I enjoyed reading Molly’s letters to Miss Austen: “As you know, I am a young woman not only living in the south of Edmonton, but selling low-to-mid quality footwear in Canada’s largest shopping mall. Where am I to find three or four families in a country village? Without three or four families in a country village, will I ever be able to write fiction?” And I was amused by the answer she imagined receiving: “Perhaps given your situation, three or four shoe stores in a prairie city might instead be the very thing.” I love the mix tape Molly creates for Pride and Prejudice, which includes “You’re So Vain,” “If I Could Turn Back Time,” “Heaven Knows I’m Miserable Now,” and “Hard To Say I’m Sorry.”
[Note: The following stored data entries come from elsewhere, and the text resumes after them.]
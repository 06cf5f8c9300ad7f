// Path and File Name : /home/decepticloud/core/deception/src/tests/registry_tests.rs
// Author: nXxBku0CKFAJCBN3X1g3bQk7OxYQylg8CMw1iGsq7gU
// Details of functionality of this file: Tests for the honeypot asset registry - schema validation, one asset per kind, YAML loading, marker defaults

#[cfg(test)]
mod tests {
    use std::io::Write;
    use std::path::PathBuf;

    use crate::asset::AssetKind;
    use crate::errors::DeceptionError;
    use crate::registry::{AssetDefinition, HoneypotRegistry};
    use crate::signals::RecordFormat;

    fn definition(asset_id: &str, kind: AssetKind) -> AssetDefinition {
        AssetDefinition {
            asset_id: asset_id.to_string(),
            kind,
            log_path: PathBuf::from(format!("/tmp/{}.log", asset_id)),
            log_format: None,
            attack_markers: Vec::new(),
        }
    }

    #[test]
    fn test_defaults_cover_both_kinds() {
        let registry = HoneypotRegistry::with_defaults();
        assert_eq!(registry.asset_id(AssetKind::Ssh), "cowrie_honeypot");
        assert_eq!(registry.asset_id(AssetKind::Web), "web_honeypot");
        assert_eq!(registry.get(AssetKind::Ssh).record_format(), RecordFormat::JsonEvent);
        assert_eq!(registry.get(AssetKind::Web).record_format(), RecordFormat::TextLine);
        assert!(registry.source().is_none());
    }

    #[test]
    fn test_missing_kind_rejected() {
        let result = HoneypotRegistry::from_definitions(vec![definition("ssh-a", AssetKind::Ssh)]);
        assert!(matches!(result, Err(DeceptionError::RegistryValidationFailed(_))));
    }

    #[test]
    fn test_duplicate_kind_rejected() {
        let result = HoneypotRegistry::from_definitions(vec![
            definition("ssh-a", AssetKind::Ssh),
            definition("ssh-b", AssetKind::Ssh),
            definition("web-a", AssetKind::Web),
        ]);
        assert!(matches!(result, Err(DeceptionError::RegistryValidationFailed(_))));
    }

    #[test]
    fn test_duplicate_asset_id_rejected() {
        let result = HoneypotRegistry::from_definitions(vec![
            definition("honeypot", AssetKind::Ssh),
            definition("honeypot", AssetKind::Web),
        ]);
        assert!(matches!(result, Err(DeceptionError::RegistryValidationFailed(_))));
    }

    #[test]
    fn test_schema_validation() {
        let mut empty_id = definition("", AssetKind::Ssh);
        empty_id.asset_id = "  ".to_string();
        assert!(HoneypotRegistry::from_definitions(vec![empty_id, definition("web", AssetKind::Web)]).is_err());

        let bad_id = definition("bad/id", AssetKind::Ssh);
        assert!(HoneypotRegistry::from_definitions(vec![bad_id, definition("web", AssetKind::Web)]).is_err());

        let mut empty_marker = definition("ssh", AssetKind::Ssh);
        empty_marker.attack_markers = vec!["".to_string()];
        assert!(HoneypotRegistry::from_definitions(vec![empty_marker, definition("web", AssetKind::Web)]).is_err());
    }

    #[test]
    fn test_marker_defaults_follow_format() {
        let mut ssh_text = definition("ssh", AssetKind::Ssh);
        ssh_text.log_format = Some(RecordFormat::TextLine);
        assert!(ssh_text.markers().iter().any(|m| m == "Login attempt"));

        let cowrie = definition("cowrie", AssetKind::Ssh);
        assert!(cowrie.markers().iter().any(|m| m == "cowrie.session.connect"));

        let mut custom = definition("web", AssetKind::Web);
        custom.attack_markers = vec!["GET /admin".to_string()];
        assert_eq!(custom.markers(), vec!["GET /admin".to_string()]);
    }

    #[test]
    fn test_load_from_yaml() {
        let mut file = tempfile::NamedTempFile::new().unwrap();
        write!(
            file,
            r#"
assets:
  - asset_id: cowrie_honeypot_local
    kind: ssh
    log_path: /var/log/cowrie/cowrie.json
  - asset_id: nginx_honeypot_local
    kind: web
    log_path: /var/log/nginx/honeypot.log
    log_format: text_line
    attack_markers:
      - "Login attempt from"
"#
        )
        .unwrap();

        let registry = HoneypotRegistry::load(file.path()).unwrap();
        assert_eq!(registry.asset_id(AssetKind::Ssh), "cowrie_honeypot_local");
        assert_eq!(registry.asset_id(AssetKind::Web), "nginx_honeypot_local");
        assert_eq!(registry.get(AssetKind::Web).markers(), vec!["Login attempt from".to_string()]);
        assert_eq!(registry.source(), Some(file.path()));
    }

    #[test]
    fn test_malformed_yaml_rejected() {
        let mut file = tempfile::NamedTempFile::new().unwrap();
        write!(file, "assets:\n  - asset_id: x\n    kind: telnet\n").unwrap();
        assert!(matches!(HoneypotRegistry::load(file.path()), Err(DeceptionError::Yaml(_))));
    }

    #[test]
    fn test_missing_file_is_configuration_error() {
        let result = HoneypotRegistry::load(std::path::Path::new("/nonexistent/decepticloud/assets.yaml"));
        assert!(matches!(result, Err(DeceptionError::ConfigurationError(_))));
    }
}
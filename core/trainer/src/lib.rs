// Path and File Name : /home/decepticloud/core/trainer/src/lib.rs
// Author: nXxBku0CKFAJCBN3X1g3bQk7OxYQylg8CMw1iGsq7gU
// Details of functionality of this file: Library root - DQN agent, replay buffer, Q-network, policies, model store, metrics and the training loop

pub mod agent;
pub mod config;
pub mod errors;
pub mod metrics;
pub mod network;
pub mod policy;
pub mod replay;
pub mod store;
pub mod training;

#[cfg(test)]
mod tests;

pub use agent::DqnAgent;
pub use config::{AgentConfig, TrainingConfig};
pub use errors::TrainerError;
pub use metrics::{CsvMetricsSink, EpisodeRecord, MemoryMetricsSink, MetricsSink, MultiSink, TimestepRecord, TracingMetricsSink};
pub use network::{AdamOptimizer, QNetwork};
pub use policy::{Policy, StaticPolicy};
pub use replay::{ReplayBuffer, SharedReplayBuffer, Transition};
pub use store::{load_checkpoint, save_checkpoint, AgentSnapshot, CHECKPOINT_FORMAT_VERSION};
pub use training::{LoopState, RunSummary, TrainingLoop};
I almost forgot to mention Molly’s love of A Room with A View. She says the Princess Theatre (oh, how I loved that theatre!) shows the movie every six months, and she always goes with her friend Genevieve, who was with her when they saw it for the first time, as high school students.

The Princess in 2010:

Molly says, “We never talked with each other about how this movie has changed our lives; it’s just understood. Maybe we don’t want to pull too hard on its magic in case it crumbles before our eyes. If pressed, I think I would say this movie reminds me of beauty. And sunshine. And hope. And places other than Edmonton.” Each time they watched it together, “Everything but Italy, truth, and beauty ceased to exist.”

What would we do without A Room with a View? What would we do without books and movies, and poetry, and sewing, rug hooking, cross-stitch, or other creative projects?

I love the passage in which Molly exclaims “Oh, novels! What would I do without you?” She’s just spent an evening with Jane Austen’s Emma. “I love re-reading,” she says, “while trying to pretend I don’t know Emma will end up with Mr. Knightley. The suspense nearly kills me every time.”

I’ll pause, for now, with my new scrapbooking project, and leave you with a photo of a bouquet of tulips that my daughter brought home last week, which brightened our house during some cold and snowy winter days.